It is known that normal minor salivary gland cells do not constitutively express IFI16. Usually IFI16 expression is limited to the cell nuclei of hematopoietic cells, vascular endothelial cells, and keratinocytes [31]. It is also known that extracellular leakage of IFI16 breaks the tolerance to self-proteins and leads to the production of anti-IFI16 autoantibodies [32, 33]. Strong expression of the genes inducing IFNs could be a pivotal step in the development of primary Sjögren’s syndrome. Our study revealed immunohistochemical evidence for the mislocation and extracellular leakage of IFI16 in the parenchymal salivary cells of patients of our study. We also found overexpressed and mislocated IFI16 in the lymphocytes of the minor salivary glands. We suppose that IFI16 may act as an infection-caused autoantigen involved in the development of autoimmunity. Also, such possibility has been postulated by other researchers [34].

NKG2 receptor for natural killer recognizing infected cell was detected as mosaic distribution in the cells of ducts and in some inflammatory infiltrating cells in all study groups.

Our study demonstrated the evidence of antiviral immune response according to the analysis of DC and NK in pSS, sSS, and RA patients’ blood. Distribution analysis of pDC (CD123+) showed that the highest frequency was observed in nSS patients in comparison to RA, pSS, and sSS groups. pDC absolute count was significantly lower in RA and pSS study group compared with nSS. Significant differences in the distribution of mDC (CD11c+) were found between pSS and nSS and between sSS and nSS group. mDC absolute count was significantly lower in pSS study group compared with nSS.

The frequency of NK cells was similar in all study groups.

These serological findings and reliable positive correlations between immunohistochemical staining and serological findings could explain an idea that virus or viruses participate in epithelial damage causing sicca syndrome.

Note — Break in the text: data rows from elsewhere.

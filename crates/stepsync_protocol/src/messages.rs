//! Protocol messages for the collab endpoints.

use crate::error::ProtocolResult;
use crate::ids::SessionId;
use crate::step::Step;
use serde::de::DeserializeOwned;
use serde::{Deserialize, Serialize};

/// Message returned by a successful reset.
pub const RESET_MESSAGE: &str = "Document reset successfully.";

/// `error` field of a 409 conflict body.
pub const CONFLICT_ERROR: &str = "Version conflict";

/// JSON encoding shared by every wire message.
pub trait WireMessage: Serialize + DeserializeOwned {
    /// Encodes to JSON bytes.
    fn encode(&self) -> ProtocolResult<Vec<u8>> {
        Ok(serde_json::to_vec(self)?)
    }

    /// Decodes from JSON bytes.
    fn decode(bytes: &[u8]) -> ProtocolResult<Self> {
        Ok(serde_json::from_slice(bytes)?)
    }
}

/// A slice of a document's step log.
///
/// Returned by `GET /collab/{docId}/steps` and as the body of a 409 conflict.
/// `version` is the server's current version, so after applying `steps` the
/// receiver is at `version`.
#[derive(Debug, Clone, PartialEq, Default, Serialize, Deserialize)]
#[serde(rename_all = "camelCase")]
pub struct StepsResponse {
    /// Steps committed after the requested version, in log order.
    pub steps: Vec<Step>,
    /// Origin session of each step, parallel to `steps`.
    pub origin_ids: Vec<SessionId>,
    /// Current document version.
    pub version: u64,
    /// Present only on 409 responses.
    #[serde(default, skip_serializing_if = "Option::is_none")]
    pub error: Option<String>,
}

impl StepsResponse {
    /// Creates a steps response.
    pub fn new(steps: Vec<Step>, origin_ids: Vec<SessionId>, version: u64) -> Self {
        Self {
            steps,
            origin_ids,
            version,
            error: None,
        }
    }

    /// Marks this response as the body of a version conflict.
    pub fn into_conflict(mut self) -> Self {
        self.error = Some(CONFLICT_ERROR.to_string());
        self
    }

    /// Version the first returned step was committed at.
    pub fn base_version(&self) -> u64 {
        self.version.saturating_sub(self.steps.len() as u64)
    }

    /// Returns true if the log has nothing past the requested version.
    pub fn is_empty(&self) -> bool {
        self.steps.is_empty()
    }
}

impl WireMessage for StepsResponse {}

/// Body of `POST /collab/{docId}/steps`.
#[derive(Debug, Clone, PartialEq, Serialize, Deserialize)]
#[serde(rename_all = "camelCase")]
pub struct PostStepsRequest {
    /// Version the steps were produced against.
    pub base_version: u64,
    /// Steps to append.
    pub steps: Vec<Step>,
    /// Session that produced the steps.
    pub session_id: SessionId,
    /// Optional per-step origins; when absent every step is tagged with
    /// `session_id`.
    #[serde(default, skip_serializing_if = "Option::is_none")]
    pub origin_ids: Option<Vec<SessionId>>,
}

impl PostStepsRequest {
    /// Creates a push request.
    pub fn new(base_version: u64, steps: Vec<Step>, session_id: SessionId) -> Self {
        Self {
            base_version,
            steps,
            session_id,
            origin_ids: None,
        }
    }

    /// Resolves the origin id of every step.
    ///
    /// Returns `None` if explicit origins were given with the wrong length.
    pub fn resolved_origins(&self) -> Option<Vec<SessionId>> {
        match &self.origin_ids {
            Some(ids) if ids.len() == self.steps.len() => Some(ids.clone()),
            Some(_) => None,
            None => Some(vec![self.session_id.clone(); self.steps.len()]),
        }
    }
}

impl WireMessage for PostStepsRequest {}

/// 200 body of `POST /collab/{docId}/steps`.
#[derive(Debug, Clone, Copy, PartialEq, Eq, Serialize, Deserialize)]
pub struct PostStepsAccepted {
    /// Version after the commit.
    pub version: u64,
}

impl WireMessage for PostStepsAccepted {}

/// Outcome of a push, as seen by a caller of the service.
#[derive(Debug, Clone, PartialEq)]
pub enum PostStepsResponse {
    /// Steps were appended; the document is now at `version`.
    Accepted {
        /// New version.
        version: u64,
    },
    /// The base version was stale; the tail since the base is returned.
    Conflict(StepsResponse),
}

impl PostStepsResponse {
    /// Returns true if the push was accepted.
    pub fn is_accepted(&self) -> bool {
        matches!(self, PostStepsResponse::Accepted { .. })
    }

    /// The authoritative version reported by the server.
    pub fn version(&self) -> u64 {
        match self {
            PostStepsResponse::Accepted { version } => *version,
            PostStepsResponse::Conflict(tail) => tail.version,
        }
    }
}

/// Body of a successful `POST /collab/{docId}/reset`.
#[derive(Debug, Clone, PartialEq, Eq, Serialize, Deserialize)]
pub struct ResetResponse {
    /// Human readable confirmation.
    pub message: String,
}

impl Default for ResetResponse {
    fn default() -> Self {
        Self {
            message: RESET_MESSAGE.to_string(),
        }
    }
}

impl WireMessage for ResetResponse {}

/// Body of `GET /health`.
#[derive(Debug, Clone, PartialEq, Eq, Serialize, Deserialize)]
pub struct HealthResponse {
    /// Always `"ok"` when the server answers.
    pub status: String,
}

impl HealthResponse {
    /// A healthy response.
    pub fn ok() -> Self {
        Self {
            status: "ok".to_string(),
        }
    }
}

impl WireMessage for HealthResponse {}

/// Machine-readable error classification carried in error bodies.
#[derive(Debug, Clone, Copy, PartialEq, Eq, Serialize, Deserialize)]
#[serde(rename_all = "camelCase")]
pub enum ErrorCode {
    /// Malformed request.
    InvalidRequest,
    /// Requested version is beyond the document's history.
    OutOfRangeVersion,
    /// Unknown route.
    NotFound,
    /// Known route, wrong method.
    MethodNotAllowed,
    /// Body or batch exceeds the configured limits.
    PayloadTooLarge,
    /// Store-level failure; retry later.
    StorageUnavailable,
    /// Anything else.
    Internal,
}

impl ErrorCode {
    /// HTTP status used for this code.
    pub fn status(self) -> u16 {
        match self {
            ErrorCode::InvalidRequest | ErrorCode::OutOfRangeVersion => 400,
            ErrorCode::NotFound => 404,
            ErrorCode::MethodNotAllowed => 405,
            ErrorCode::PayloadTooLarge => 413,
            ErrorCode::StorageUnavailable => 503,
            ErrorCode::Internal => 500,
        }
    }
}

/// Body of every non-2xx response except 409.
#[derive(Debug, Clone, PartialEq, Eq, Serialize, Deserialize)]
pub struct ErrorResponse {
    /// Human readable message.
    pub error: String,
    /// Classification.
    pub code: ErrorCode,
    /// Server's current version, set for `outOfRangeVersion`.
    #[serde(default, skip_serializing_if = "Option::is_none")]
    pub version: Option<u64>,
}

impl ErrorResponse {
    /// Creates an error body.
    pub fn new(code: ErrorCode, error: impl Into<String>) -> Self {
        Self {
            error: error.into(),
            code,
            version: None,
        }
    }

    /// Attaches the server's current version.
    pub fn with_version(mut self, version: u64) -> Self {
        self.version = Some(version);
        self
    }
}

impl WireMessage for ErrorResponse {}

#[cfg(test)]
mod tests {
    use super::*;
    use serde_json::json;

    fn step(n: u64) -> Step {
        Step::new(json!({ "n": n }))
    }

    #[test]
    fn post_request_field_names() {
        let request = PostStepsRequest::new(4, vec![step(1)], SessionId::new("a"));
        let value: serde_json::Value = serde_json::from_slice(&request.encode().unwrap()).unwrap();
        assert_eq!(
            value,
            json!({ "baseVersion": 4, "steps": [{ "n": 1 }], "sessionId": "a" })
        );
    }

    #[test]
    fn steps_response_field_names() {
        let response = StepsResponse::new(vec![step(1)], vec![SessionId::new("a")], 1);
        let value: serde_json::Value = serde_json::from_slice(&response.encode().unwrap()).unwrap();
        assert_eq!(
            value,
            json!({ "steps": [{ "n": 1 }], "originIds": ["a"], "version": 1 })
        );

        let conflict = response.into_conflict();
        let value: serde_json::Value = serde_json::from_slice(&conflict.encode().unwrap()).unwrap();
        assert_eq!(value["error"], json!(CONFLICT_ERROR));
    }

    #[test]
    fn base_version_of_tail() {
        let response = StepsResponse::new(
            vec![step(1), step(2)],
            vec![SessionId::new("a"), SessionId::new("b")],
            7,
        );
        assert_eq!(response.base_version(), 5);
        assert!(!response.is_empty());
    }

    #[test]
    fn resolved_origins() {
        let mut request =
            PostStepsRequest::new(0, vec![step(1), step(2)], SessionId::new("self"));
        assert_eq!(
            request.resolved_origins().unwrap(),
            vec![SessionId::new("self"), SessionId::new("self")]
        );

        request.origin_ids = Some(vec![SessionId::new("x"), SessionId::new("y")]);
        assert_eq!(
            request.resolved_origins().unwrap(),
            vec![SessionId::new("x"), SessionId::new("y")]
        );

        request.origin_ids = Some(vec![SessionId::new("x")]);
        assert!(request.resolved_origins().is_none());
    }

    #[test]
    fn decode_rejects_garbage() {
        assert!(PostStepsRequest::decode(b"not json").is_err());
        assert!(PostStepsRequest::decode(br#"{"steps": []}"#).is_err());
    }

    #[test]
    fn error_codes_map_to_statuses() {
        assert_eq!(ErrorCode::OutOfRangeVersion.status(), 400);
        assert_eq!(ErrorCode::StorageUnavailable.status(), 503);

        let body = ErrorResponse::new(ErrorCode::OutOfRangeVersion, "too far").with_version(2);
        let value: serde_json::Value = serde_json::from_slice(&body.encode().unwrap()).unwrap();
        assert_eq!(
            value,
            json!({ "error": "too far", "code": "outOfRangeVersion", "version": 2 })
        );
    }
}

Certainly, our study does not try to demonstrate that mumps virus is the only virus that is involved in the pathogenesis of SS. Probably mumps virus works on cooperation with another infection. One of the shortcomings of our research is that we analyzed small groups by immunohistochemistry.

Some authors suggest that rather than a specific infection, a response to self-antigens can initiate SS [35, 36].

Results of our study suggest that the pathogenesis of SS seems to be a multifactorial process leading to damage and dysfunction of the salivary glands. Possibly, environmental factors such as a viral infection affect the salivary glands and stimulate dendritic or/and glandular cells to activate the HLA-independent innate immune system, which using Toll-like receptors recognize pathogen-specific epitopes. This process leads to the upregulation of adhesion proteins and production of chemokines by the glandular epithelial cells [37].

Sjögren’s syndrome is prevalent in patients of advanced age, especially in 50 years and older women [38]. Age-related disbalance in hormones, such as estrogens, prolactin, progesterone, and glucocorticoids, may affect DC differentiation, maturation, and function leading to a proinflammatory not to an anti-inflammatory or tolerogenic phenotype. These processes can trigger autoimmune disease [1, 39, 40].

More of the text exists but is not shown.